• [TASK]: Your answer should consist of every line in the records that holds "push".

Collected data

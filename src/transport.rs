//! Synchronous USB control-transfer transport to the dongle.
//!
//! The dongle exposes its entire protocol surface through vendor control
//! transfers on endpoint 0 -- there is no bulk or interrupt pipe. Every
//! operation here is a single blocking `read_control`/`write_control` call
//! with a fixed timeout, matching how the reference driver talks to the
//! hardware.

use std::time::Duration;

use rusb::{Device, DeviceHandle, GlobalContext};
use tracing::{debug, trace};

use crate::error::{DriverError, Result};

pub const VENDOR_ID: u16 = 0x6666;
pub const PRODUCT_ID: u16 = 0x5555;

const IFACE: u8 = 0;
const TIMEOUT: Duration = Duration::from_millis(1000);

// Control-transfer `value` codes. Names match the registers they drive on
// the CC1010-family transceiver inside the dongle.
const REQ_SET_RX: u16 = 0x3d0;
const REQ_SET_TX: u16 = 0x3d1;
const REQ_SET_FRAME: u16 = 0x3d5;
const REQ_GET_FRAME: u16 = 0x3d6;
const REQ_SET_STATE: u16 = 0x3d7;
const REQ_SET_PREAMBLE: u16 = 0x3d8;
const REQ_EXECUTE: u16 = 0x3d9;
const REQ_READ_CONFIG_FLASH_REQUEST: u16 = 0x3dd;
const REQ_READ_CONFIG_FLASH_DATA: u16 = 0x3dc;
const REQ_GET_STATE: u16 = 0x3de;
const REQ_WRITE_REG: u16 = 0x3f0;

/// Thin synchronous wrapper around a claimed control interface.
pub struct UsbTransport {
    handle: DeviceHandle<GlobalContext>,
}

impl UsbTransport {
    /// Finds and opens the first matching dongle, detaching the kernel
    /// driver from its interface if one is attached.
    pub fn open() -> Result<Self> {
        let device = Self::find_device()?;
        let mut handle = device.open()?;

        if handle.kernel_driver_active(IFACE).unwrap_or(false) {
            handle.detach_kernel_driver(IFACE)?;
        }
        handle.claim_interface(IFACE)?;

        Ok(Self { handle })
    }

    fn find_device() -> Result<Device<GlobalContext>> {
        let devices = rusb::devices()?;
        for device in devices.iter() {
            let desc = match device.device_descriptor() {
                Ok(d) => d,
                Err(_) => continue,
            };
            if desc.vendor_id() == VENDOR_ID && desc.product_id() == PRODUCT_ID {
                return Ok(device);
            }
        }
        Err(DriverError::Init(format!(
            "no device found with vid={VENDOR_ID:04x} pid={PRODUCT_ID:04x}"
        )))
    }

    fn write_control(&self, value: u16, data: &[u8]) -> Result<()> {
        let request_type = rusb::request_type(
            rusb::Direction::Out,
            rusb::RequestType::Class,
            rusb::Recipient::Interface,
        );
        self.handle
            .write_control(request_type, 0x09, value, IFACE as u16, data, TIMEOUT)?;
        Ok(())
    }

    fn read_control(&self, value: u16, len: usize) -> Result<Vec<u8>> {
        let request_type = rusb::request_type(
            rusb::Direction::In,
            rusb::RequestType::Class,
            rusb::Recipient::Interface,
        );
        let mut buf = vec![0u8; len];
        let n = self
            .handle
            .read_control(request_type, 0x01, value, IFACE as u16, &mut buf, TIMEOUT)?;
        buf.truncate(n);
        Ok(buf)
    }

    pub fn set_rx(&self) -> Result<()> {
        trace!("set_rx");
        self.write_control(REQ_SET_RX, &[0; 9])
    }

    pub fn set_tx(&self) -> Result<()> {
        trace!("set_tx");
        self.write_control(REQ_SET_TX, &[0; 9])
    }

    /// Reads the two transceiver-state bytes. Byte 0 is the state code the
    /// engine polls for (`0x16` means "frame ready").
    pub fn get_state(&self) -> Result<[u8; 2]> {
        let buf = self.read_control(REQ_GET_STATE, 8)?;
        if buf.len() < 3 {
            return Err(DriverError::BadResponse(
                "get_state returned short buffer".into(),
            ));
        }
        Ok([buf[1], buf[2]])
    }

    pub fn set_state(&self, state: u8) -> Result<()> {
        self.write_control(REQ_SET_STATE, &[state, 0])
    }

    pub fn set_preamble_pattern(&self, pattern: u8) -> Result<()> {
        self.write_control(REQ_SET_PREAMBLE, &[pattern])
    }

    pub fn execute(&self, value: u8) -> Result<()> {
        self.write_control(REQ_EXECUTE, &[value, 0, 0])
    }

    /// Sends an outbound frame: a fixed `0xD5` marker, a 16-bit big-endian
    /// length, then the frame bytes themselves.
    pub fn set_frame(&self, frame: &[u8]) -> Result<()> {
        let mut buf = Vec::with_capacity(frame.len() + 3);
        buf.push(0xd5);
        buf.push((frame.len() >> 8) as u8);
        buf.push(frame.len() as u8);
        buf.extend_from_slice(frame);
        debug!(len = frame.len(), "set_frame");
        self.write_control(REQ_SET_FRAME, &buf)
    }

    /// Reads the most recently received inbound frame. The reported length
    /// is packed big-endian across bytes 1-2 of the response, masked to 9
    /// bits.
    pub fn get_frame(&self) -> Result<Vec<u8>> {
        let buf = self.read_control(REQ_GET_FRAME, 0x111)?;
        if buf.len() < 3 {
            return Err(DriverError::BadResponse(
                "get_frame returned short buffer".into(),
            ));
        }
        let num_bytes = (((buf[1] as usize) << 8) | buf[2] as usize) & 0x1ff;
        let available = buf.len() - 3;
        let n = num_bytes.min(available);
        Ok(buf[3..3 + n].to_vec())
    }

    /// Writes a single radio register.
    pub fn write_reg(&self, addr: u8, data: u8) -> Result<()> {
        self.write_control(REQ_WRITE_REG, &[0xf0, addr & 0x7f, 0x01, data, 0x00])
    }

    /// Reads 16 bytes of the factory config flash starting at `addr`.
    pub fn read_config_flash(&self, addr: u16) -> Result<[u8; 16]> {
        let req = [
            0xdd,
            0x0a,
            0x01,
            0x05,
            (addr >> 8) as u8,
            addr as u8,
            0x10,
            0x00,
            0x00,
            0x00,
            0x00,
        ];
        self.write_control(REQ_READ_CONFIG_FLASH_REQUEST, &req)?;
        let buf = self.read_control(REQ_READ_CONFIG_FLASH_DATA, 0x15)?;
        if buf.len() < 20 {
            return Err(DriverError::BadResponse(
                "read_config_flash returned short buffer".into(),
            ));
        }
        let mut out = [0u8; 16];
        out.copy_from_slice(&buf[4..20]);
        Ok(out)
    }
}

• [RESPONSE TO THIS EXERCISE]:
        buf.push(0xd5);
        buf.push((frame.len() >> 8) as u8);
        buf.push(frame.len() as u8);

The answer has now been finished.